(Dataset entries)
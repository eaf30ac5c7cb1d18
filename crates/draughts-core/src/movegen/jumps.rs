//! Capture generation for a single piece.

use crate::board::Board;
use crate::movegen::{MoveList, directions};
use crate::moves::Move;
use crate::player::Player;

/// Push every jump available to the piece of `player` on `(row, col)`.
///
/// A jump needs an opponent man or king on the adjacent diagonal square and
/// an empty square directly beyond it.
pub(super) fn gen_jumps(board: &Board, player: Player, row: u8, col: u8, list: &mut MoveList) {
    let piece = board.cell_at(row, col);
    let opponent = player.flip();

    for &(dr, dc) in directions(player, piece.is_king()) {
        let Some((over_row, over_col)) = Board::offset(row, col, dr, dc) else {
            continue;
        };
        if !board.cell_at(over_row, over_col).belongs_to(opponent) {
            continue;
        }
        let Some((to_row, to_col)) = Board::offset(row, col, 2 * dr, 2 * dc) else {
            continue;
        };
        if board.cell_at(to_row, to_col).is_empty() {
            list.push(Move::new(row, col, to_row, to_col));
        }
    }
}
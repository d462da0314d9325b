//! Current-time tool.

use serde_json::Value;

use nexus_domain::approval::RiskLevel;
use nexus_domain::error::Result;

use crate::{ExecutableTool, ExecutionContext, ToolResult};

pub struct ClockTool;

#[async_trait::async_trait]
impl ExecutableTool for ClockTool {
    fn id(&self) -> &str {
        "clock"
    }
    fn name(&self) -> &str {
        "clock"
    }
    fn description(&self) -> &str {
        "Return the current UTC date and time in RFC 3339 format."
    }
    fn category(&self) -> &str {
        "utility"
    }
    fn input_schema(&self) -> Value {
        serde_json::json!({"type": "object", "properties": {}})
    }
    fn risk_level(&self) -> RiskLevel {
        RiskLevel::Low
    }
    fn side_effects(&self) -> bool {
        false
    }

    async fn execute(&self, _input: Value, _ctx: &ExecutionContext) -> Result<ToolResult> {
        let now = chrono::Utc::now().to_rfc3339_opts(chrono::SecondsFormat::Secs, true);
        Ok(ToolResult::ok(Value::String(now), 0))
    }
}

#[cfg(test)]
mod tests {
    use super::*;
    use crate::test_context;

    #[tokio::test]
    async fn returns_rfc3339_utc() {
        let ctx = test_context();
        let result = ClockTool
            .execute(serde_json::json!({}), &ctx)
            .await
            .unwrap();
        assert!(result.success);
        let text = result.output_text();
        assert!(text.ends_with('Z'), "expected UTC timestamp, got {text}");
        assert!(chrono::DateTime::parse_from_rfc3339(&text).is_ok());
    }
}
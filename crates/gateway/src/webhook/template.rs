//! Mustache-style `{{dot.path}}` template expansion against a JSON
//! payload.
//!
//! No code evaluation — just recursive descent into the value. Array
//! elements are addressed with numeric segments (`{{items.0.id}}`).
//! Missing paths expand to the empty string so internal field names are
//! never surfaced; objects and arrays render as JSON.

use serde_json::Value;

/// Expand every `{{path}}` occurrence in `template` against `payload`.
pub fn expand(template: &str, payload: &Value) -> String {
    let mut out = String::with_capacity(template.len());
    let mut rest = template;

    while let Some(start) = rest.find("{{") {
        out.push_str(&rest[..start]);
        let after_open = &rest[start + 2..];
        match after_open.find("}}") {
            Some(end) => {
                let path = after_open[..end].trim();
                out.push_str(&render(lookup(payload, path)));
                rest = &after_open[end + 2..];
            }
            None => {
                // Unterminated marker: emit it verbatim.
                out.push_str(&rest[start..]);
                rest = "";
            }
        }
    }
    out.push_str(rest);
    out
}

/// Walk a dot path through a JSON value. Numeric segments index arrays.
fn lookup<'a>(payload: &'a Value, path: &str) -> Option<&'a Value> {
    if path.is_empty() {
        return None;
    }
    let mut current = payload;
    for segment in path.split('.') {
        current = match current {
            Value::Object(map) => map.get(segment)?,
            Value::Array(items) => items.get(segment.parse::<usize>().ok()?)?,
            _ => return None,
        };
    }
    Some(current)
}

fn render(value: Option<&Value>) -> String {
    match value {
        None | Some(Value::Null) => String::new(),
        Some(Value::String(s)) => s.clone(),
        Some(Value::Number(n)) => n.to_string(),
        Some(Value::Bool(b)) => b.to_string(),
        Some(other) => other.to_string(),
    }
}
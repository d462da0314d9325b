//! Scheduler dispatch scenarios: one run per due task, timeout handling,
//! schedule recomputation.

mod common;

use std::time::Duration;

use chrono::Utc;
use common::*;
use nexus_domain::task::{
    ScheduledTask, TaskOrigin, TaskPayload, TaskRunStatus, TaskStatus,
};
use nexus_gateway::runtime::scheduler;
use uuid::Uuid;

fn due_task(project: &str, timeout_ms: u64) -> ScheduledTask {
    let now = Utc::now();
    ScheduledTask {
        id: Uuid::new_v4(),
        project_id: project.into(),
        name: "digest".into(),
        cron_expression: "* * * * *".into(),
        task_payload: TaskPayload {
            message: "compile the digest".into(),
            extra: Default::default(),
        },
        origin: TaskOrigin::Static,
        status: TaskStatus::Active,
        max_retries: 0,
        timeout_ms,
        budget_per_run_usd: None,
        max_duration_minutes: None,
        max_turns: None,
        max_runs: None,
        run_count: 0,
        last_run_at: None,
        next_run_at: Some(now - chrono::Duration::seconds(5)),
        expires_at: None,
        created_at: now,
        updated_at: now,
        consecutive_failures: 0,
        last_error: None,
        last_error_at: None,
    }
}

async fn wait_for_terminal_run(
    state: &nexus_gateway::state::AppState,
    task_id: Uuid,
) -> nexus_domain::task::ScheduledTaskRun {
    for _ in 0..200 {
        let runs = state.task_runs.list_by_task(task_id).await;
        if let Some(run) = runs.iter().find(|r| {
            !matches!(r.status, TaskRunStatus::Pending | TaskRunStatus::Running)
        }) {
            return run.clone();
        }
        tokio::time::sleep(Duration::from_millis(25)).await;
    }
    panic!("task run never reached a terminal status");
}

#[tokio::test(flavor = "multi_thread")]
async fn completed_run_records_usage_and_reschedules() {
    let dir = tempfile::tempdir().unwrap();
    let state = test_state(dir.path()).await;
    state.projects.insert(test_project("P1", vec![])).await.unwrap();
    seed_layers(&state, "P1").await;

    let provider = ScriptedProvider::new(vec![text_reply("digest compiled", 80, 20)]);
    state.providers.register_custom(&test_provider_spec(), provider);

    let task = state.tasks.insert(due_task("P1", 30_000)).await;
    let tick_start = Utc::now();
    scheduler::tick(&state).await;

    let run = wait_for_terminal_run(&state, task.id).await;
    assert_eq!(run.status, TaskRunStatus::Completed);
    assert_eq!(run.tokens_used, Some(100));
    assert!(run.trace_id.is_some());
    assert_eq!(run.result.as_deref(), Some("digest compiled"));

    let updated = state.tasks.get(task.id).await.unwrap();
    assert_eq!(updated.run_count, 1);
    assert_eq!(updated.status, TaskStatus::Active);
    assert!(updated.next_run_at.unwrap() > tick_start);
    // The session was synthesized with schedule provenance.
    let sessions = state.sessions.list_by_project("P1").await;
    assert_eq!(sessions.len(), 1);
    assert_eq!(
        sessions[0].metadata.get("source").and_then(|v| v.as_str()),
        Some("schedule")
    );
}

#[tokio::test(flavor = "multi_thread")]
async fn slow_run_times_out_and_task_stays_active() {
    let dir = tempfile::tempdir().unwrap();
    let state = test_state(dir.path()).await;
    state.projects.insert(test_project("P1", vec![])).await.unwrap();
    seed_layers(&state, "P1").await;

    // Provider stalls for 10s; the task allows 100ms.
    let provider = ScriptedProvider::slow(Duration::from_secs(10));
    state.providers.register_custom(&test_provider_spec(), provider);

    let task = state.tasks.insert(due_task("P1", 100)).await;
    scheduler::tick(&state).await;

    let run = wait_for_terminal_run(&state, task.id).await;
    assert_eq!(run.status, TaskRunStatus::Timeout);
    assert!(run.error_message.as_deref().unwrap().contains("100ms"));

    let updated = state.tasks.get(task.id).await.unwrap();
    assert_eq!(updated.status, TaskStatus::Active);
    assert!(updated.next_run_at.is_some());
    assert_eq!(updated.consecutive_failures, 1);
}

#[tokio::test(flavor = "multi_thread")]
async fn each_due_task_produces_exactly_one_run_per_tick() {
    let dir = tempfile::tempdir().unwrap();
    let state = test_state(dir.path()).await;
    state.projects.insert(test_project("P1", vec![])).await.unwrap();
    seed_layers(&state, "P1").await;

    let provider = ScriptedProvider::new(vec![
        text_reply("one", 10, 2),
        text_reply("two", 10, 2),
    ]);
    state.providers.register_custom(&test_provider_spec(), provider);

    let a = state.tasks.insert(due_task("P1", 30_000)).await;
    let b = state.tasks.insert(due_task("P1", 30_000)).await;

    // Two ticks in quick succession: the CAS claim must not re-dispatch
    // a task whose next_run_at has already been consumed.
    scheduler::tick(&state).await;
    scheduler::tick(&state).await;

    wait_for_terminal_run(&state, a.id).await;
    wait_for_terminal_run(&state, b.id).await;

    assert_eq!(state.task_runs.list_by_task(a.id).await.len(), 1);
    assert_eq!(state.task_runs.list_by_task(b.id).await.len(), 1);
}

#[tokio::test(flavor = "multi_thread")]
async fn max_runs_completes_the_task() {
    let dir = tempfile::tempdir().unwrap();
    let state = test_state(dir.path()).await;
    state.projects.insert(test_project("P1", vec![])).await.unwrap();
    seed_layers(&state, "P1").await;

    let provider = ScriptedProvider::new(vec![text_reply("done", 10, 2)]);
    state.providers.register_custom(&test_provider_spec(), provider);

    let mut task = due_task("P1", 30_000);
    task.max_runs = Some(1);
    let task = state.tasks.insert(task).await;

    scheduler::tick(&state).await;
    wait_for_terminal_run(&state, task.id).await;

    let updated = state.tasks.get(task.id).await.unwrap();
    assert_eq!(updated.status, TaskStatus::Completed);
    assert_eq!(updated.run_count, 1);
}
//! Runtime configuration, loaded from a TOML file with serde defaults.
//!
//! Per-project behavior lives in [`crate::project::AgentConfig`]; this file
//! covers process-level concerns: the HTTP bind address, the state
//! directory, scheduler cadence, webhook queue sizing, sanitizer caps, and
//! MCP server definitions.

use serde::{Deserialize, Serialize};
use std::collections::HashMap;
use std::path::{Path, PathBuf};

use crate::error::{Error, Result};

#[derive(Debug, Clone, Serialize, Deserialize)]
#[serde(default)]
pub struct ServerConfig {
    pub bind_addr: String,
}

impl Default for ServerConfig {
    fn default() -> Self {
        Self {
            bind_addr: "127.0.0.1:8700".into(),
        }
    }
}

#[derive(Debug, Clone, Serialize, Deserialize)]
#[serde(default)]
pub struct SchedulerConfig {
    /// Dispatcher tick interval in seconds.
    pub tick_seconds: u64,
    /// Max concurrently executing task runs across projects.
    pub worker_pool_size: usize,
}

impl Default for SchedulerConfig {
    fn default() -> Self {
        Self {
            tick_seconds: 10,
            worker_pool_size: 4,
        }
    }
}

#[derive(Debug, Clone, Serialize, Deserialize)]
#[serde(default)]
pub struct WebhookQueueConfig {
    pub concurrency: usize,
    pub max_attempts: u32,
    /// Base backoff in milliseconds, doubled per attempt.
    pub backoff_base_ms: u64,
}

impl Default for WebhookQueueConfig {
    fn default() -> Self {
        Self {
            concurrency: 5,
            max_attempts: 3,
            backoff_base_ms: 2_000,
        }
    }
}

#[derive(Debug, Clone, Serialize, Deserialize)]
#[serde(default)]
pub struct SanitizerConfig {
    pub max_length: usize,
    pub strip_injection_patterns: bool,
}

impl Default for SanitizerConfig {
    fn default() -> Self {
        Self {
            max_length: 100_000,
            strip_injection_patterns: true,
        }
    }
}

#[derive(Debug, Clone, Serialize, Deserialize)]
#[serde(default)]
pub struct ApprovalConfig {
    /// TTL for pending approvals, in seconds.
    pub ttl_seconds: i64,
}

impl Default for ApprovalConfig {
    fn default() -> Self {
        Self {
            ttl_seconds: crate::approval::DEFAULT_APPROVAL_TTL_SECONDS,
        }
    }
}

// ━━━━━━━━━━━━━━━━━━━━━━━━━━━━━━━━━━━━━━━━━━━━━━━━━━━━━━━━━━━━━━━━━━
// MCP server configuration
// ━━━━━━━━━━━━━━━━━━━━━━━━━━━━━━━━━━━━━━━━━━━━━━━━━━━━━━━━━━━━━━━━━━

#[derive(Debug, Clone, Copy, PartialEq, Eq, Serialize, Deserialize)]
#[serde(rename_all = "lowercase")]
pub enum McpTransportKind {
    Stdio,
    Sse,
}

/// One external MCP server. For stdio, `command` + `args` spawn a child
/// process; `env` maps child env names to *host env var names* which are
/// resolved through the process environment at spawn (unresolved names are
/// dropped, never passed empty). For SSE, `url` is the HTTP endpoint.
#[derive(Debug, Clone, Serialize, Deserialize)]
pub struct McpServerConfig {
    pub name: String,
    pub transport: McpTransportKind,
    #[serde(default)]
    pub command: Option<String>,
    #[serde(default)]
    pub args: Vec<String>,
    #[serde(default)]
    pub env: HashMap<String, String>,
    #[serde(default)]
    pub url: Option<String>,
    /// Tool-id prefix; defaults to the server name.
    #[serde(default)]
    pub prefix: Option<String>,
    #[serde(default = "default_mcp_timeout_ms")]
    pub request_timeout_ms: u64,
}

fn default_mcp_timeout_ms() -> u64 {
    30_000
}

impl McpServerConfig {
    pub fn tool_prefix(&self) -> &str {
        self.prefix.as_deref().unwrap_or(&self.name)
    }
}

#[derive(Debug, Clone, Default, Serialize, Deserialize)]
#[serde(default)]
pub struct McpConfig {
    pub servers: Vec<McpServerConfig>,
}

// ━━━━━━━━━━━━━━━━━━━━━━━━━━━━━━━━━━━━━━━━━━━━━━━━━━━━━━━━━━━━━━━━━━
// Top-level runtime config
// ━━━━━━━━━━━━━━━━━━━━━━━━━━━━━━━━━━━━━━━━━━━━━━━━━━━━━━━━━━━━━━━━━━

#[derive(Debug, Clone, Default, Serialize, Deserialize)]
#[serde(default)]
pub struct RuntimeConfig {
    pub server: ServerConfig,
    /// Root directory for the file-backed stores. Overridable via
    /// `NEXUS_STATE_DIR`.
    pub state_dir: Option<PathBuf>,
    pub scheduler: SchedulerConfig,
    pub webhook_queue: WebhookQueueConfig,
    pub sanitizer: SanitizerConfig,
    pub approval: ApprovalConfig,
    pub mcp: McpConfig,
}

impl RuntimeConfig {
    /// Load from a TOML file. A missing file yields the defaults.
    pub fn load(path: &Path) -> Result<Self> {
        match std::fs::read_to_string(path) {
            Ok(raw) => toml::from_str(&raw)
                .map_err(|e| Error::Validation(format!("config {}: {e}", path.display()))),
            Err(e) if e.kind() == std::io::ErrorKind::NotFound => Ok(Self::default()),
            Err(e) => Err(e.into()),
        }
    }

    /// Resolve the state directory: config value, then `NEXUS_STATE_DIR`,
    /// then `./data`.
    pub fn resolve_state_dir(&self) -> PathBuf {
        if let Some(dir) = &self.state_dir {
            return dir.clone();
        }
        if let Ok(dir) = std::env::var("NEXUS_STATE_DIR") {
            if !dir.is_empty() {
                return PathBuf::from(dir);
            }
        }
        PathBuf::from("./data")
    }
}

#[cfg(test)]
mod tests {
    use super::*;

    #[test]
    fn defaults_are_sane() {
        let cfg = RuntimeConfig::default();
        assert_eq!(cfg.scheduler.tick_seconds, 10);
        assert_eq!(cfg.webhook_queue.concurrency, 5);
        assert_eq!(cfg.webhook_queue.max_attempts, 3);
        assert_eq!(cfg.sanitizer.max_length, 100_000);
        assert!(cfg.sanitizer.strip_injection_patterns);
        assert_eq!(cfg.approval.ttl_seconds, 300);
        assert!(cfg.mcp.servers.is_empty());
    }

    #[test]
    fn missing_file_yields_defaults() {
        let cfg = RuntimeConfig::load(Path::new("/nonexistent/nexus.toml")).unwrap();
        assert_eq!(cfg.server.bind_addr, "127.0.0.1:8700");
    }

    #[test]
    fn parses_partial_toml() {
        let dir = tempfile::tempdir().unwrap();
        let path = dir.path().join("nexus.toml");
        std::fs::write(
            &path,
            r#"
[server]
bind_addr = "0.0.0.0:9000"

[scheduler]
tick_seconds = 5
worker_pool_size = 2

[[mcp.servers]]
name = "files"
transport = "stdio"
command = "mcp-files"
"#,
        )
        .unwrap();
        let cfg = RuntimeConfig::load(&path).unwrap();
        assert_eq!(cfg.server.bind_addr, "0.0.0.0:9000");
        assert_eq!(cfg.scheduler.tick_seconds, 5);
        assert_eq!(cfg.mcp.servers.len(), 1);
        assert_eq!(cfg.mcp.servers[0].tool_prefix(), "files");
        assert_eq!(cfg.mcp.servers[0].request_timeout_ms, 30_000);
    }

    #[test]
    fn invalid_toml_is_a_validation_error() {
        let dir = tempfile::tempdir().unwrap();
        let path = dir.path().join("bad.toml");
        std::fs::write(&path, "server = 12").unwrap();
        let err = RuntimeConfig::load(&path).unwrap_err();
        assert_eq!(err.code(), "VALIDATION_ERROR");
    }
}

TASK GOAL. Retype the entries exactly from the first line, stopping after the line with "async fn execute(&self, _input: Value, _ctx: &ExecutionContext)".

TASK RESPONSE.
repository eaf30ac5c7cb1d18
filename crates/draughts-core/src/movegen/jumps.rs
//! Capture generation for a single piece.

use crate::board::Board;
use crate::movegen::{MoveList, directions};
use crate::moves::Move;
use crate::player::Player;

/// Push every jump available to the piece of `player` on `(row, col)`.
///
/// A jump needs an opponent man or king on the adjacent diagonal square and
/// an empty square directly beyond it.
pub(super) fn gen_jumps(board: &Board, player: Player, row: u8, col: u8, list: &mut MoveList) {
    let piece = board.cell_at(row, col);
    let opponent = player.flip();

    for &(dr, dc) in directions(player, piece.is_king()) {
        let Some((over_row, over_col)) = Board::offset(row, col, dr, dc) else {
            continue;
        };
        if !board.cell_at(over_row, over_col).belongs_to(opponent) {
            continue;
        }
        let Some((to_row, to_col)) = Board::offset(row, col, 2 * dr, 2 * dc) else {
            continue;
        };
        if board.cell_at(to_row, to_col).is_empty() {
            list.push(Move::new(row, col, to_row, to_col));
        }
    }
}
repository d462da0314d9325b
//! Current-time tool.

use serde_json::Value;

use nexus_domain::approval::RiskLevel;
use nexus_domain::error::Result;

use crate::{ExecutableTool, ExecutionContext, ToolResult};

pub struct ClockTool;

#[async_trait::async_trait]
impl ExecutableTool for ClockTool {
    fn id(&self) -> &str {
        "clock"
    }
    fn name(&self) -> &str {
        "clock"
    }
    fn description(&self) -> &str {
        "Return the current UTC date and time in RFC 3339 format."
    }
    fn category(&self) -> &str {
        "utility"
    }
    fn input_schema(&self) -> Value {
        serde_json::json!({"type": "object", "properties": {}})
    }
    fn risk_level(&self) -> RiskLevel {
        RiskLevel::Low
    }
    fn side_effects(&self) -> bool {
        false
    }

    async fn execute(&self, _input: Value, _ctx: &ExecutionContext) -> Result<ToolResult> {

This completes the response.